The phrase “if you can’t beat them, join them” seems so applicable in light of the Commonwealth of Dominica announcing plans to distribute bitcoins to all of its citizens. This is a wonderful attempt to integrate people into a burgeoning market. The timing could not have been better, as Ecuador also announced it will introduce its own cryptocurrency. The key difference between Ecuador and Dominica’s plan is that Ecuador plans to implement its currency through its central bank, whereas Dominica plans to disperse bitcoins directly to its citizens. Perhaps fearing competition, Ecuador is also banning Bitcoin, so the central bank’s cryptocurrency will be the only game in town. It’s a fascinating natural experiment in the making.
Forbidding competition is a mistake on Ecuador’s part because competition is what truly allows the best goods and services to develop, so it looks like Dominica’s experiment will be more successful for it citizens.
Moreover, Bitcoin was created to resist centralized institutions, according to the original white paper by Satoshi Nakamoto, the currency’s creator. These cryptocurrencies represent the potential for non-fiat currency to be used on a global scale. This potential should be nurtured, not squandered by governments.

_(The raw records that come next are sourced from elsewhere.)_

//! # pinch_piano
//!
//! Hand-tracked one-octave piano.  The index fingertip drives an on-screen
//! pointer, a thumb-index pinch is the click, and pinching a key plays it
//! over MIDI.  Built on [`hand_pointer`] for the gesture pipeline and
//! [`piano_layout`] for the keyboard, buttons and practice sheets.
//!
//! ## Gesture → Action mapping
//!
//! | Gesture | Over | Action |
//! |---|---|---|
//! | Pinch | Piano key | Note on; sheet progress advances if it was the expected note |
//! | Open | (anything) | Note off for the held key |
//! | Pinch | `Exit` | Quit |
//! | Pinch | `Select sheet` | Open the sheet popup |
//! | Pinch | Popup item | Start practising that sheet |
//! | Pinch | `Exit sheet` | Back to free play |
//! | Pinch | `Reselect sheet` | Reopen the sheet popup |
//! | Hand lost | | Pointer hides after a few frames; a held note stops |
//!
//! ## Landmark sources
//!
//! * `sim` (default): the mouse is the index fingertip, left button or
//!   `Space` pinches.
//! * `detector`: an external hand-landmark process writes one JSON object
//!   per line on stdout, `{"hands":[{"landmarks":[{"x":..,"y":..},..]}]}`.
//! * `leap`: a LeapMotion controller, with the `leap` feature.
//!
//! ## Feature flags
//!
//! * (default): `sim` and `detector` sources only.
//! * `leap`: polls a real LeapMotion controller via LeapC.
//!
//! ### Keyboard shortcuts
//!
//! | Key | Action |
//! |---|---|
//! | `Space` / left mouse | Pinch (sim source) |
//! | `Q` / `Escape` | Quit |
//!
//! Logging goes through `tracing`; set `RUST_LOG` to override the default
//! filter, e.g. `RUST_LOG=hand_pointer=debug`.

pub mod config;
pub mod error;
pub mod landmarks;
pub mod player;
pub mod visualizer;
pub mod app;

pub use app::{run, AppState, UiState};
pub use config::{AppConfig, DriftSetting, MidiSettings, Settings, SourceKind};
pub use error::SourceError;

use tracing_subscriber::{fmt, prelude::*, EnvFilter};

const DEFAULT_LOG_FILTER: &str = "pinch_piano=info,hand_pointer=info,piano_layout=info";

/// Install the global `tracing` subscriber.  `RUST_LOG` wins when set.
pub fn init_logging() {
    tracing_subscriber::registry()
        .with(EnvFilter::try_from_default_env().unwrap_or_else(|_| DEFAULT_LOG_FILTER.into()))
        .with(fmt::layer().with_target(true))
        .init();
}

Bitcoin’s own protocol takes aim at government management of currency by both setting a maximum amount of the total possible bitcoins, which limits inflation, and by decentralizing its infrastructure, minimizing the possibility of political interference. A centralized institution would be much more vulnerable to these outcomes. Despite this, other writers have proposed the idea of creating a central bank for Bitcoin. These ideas should be discouraged as they undermine the design of Bitcoin.
By welcoming Bitcoin to its economy Dominica will be a trend setter, attracting more Bitcoin businesses to set up shop in their nation. Dominica is looking towards progress and the future, whereas Ecuador is looking backward and seeking to maintain the status quo in money.
The marketplace will ultimately determine which option is superior, but Dominica appears to be ahead of the curve.
Cryptocurrency adoption is taking place in other countries, too. Spain and Iceland have introduced Spaincoin within Spain and Auroracoin. Unlike Ecuador, Spaincoin and Auroracoin were mainly developed by private institutions seeking to encourage adoption of cryptocurrencies. So long as Spain and Iceland allow competing currencies to coexist with Spaincoin and Auroracoin, consumers will have viable digital currency options that will make shopping easier, and allow entrepeneurs to flourish.
It is essential for governments to allow digital currencies to develop from the bottom up, and not to impose them from a top-down central bank. That way the necessary trials and errors needed develop a successful model can happen through an open and accountable competitive process. As Ecuador is about to find out, if the central bank does a poor job designing its cryptocurrency, that currency will almost surely fail, leaving people with no alternative to traditional currency.